382475 / 176092  == 2,17201803603
I'd rather be this ambulant metamorphosis than to have that old opinion about everything

guga

A few rapid tricks concerning rotating bits.

For faster rotation of specific bits we can also use pshufd mnemonic (Tks Siekmanski for the tip) :thumbsup: :thumbsup: :thumbsup:

To do that, i create a table of equates of all possible 256 values used in pshufd. For rotation i created these:

[SSE_ROTATE_RIGHT_96BITS   147]    ; Dwords in xmm are copied from 1234 to 2341 ordering. Therefore, it is rotating right 96 bits. (Which is the same as rotating left 32 bits)
[SSE_ROTATE_LEFT_32BITS 147]        ; the same things and result as SSE_ROTATE_RIGHT_96BITS

[SSE_ROTATE_LEFT_96BITS     57]      ; Dwords in xmm are copied from 1234 to 4123 ordering. Therefore, it is rotating left 96 bits. (Which is the same as rotating right 32 bits)
[SSE_ROTATE_RIGHT_32BITS  57]      ; the same things and result as SSE_ROTATE_LEFT_96BITS

for 64 bits, we have a simple Swaping of both Qwords inside xmm, therefore we are rotating (left and right) 64 bits. Rotating left and right 64 bits are the same thing

[SSE_SWAP_QWORDS 78]        ; Dwords in xmm are copied from 1234 to 3412 ordering.
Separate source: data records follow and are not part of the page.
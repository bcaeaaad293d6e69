//! Studio configuration file: simulation parameters plus filter settings

use anyhow::Context;
use bsp_processing::FilterConfig;
use bsp_simulation::SimulationConfig;
use serde::{Deserialize, Serialize};
use std::fs;
use std::path::Path;

/// Everything one studio run needs. Missing tables or keys fall back to the
/// dashboard defaults.
#[derive(Debug, Clone, Default, PartialEq, Serialize, Deserialize)]
#[serde(default)]
pub struct StudioConfig {
    pub simulation: SimulationConfig,
    pub filter: FilterConfig,
}

impl StudioConfig {
    pub fn load<P: AsRef<Path>>(path: P) -> anyhow::Result<Self> {
        let path_ref = path.as_ref();
        let contents = fs::read_to_string(path_ref)
            .with_context(|| format!("reading studio config {}", path_ref.display()))?;
        Self::parse(&contents)
            .with_context(|| format!("parsing studio config {}", path_ref.display()))
    }

    pub fn parse(contents: &str) -> anyhow::Result<Self> {
        let config: StudioConfig = toml::from_str(contents)?;
        Ok(config)
    }

    pub fn to_toml(&self) -> anyhow::Result<String> {
        toml::to_string_pretty(self).context("serializing studio config")
    }
}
Therefore, it is rotating right and left left 64 bits.
[SSE_ROTATE_LEFT_64BITS 78]      ; the same things and result as SSE_SWAP_QWORDS, SSE_ROTATE_RIGHT_64BITS, SSE_ROTATE_64BITS
[SSE_ROTATE_RIGHT_64BITS 78]    ; same as above
[SSE_ROTATE_64BITS 78]                ; same as above


We can also use pshufd to invert the order of dwords simple as:
[SSE_INVERT_DWORDS 27]      ; Dwords in xmm are copied from 1234 to 4321 ordering.



Example of usage:

pshufd xmm1 xmm0 SSE_INVERT_DWORDS ; xmm1 will contains the inverted order of dwords in xmm0
pshufd xmm0 xmm0 SSE_INVERT_DWORDS ; inverted the order of dwords in xmm0

pshufd xmm1 xmm0 SSE_SWAP_QWORDS ; swap qwords and copy them from xmm0 to xmm1
pshufd xmm0 xmm0 SSE_SWAP_QWORDS ; swap qwords in xmm0

pshufd xmm1 xmm0 SSE_ROTATE_RIGHT_96BITS ; rotate 96 bits left in xmm0 and copy them onto xmm1

etc etc


I´m finishing building the labels for all these equates related to pshufd and will put them on another thread. Since pshufd is a bit confusing in having to remember all the bits location etc, making equates with the proper label names is better to understand what to do and also, build a set of macros if needed (for rosasm, masm, nasm, fasm etc)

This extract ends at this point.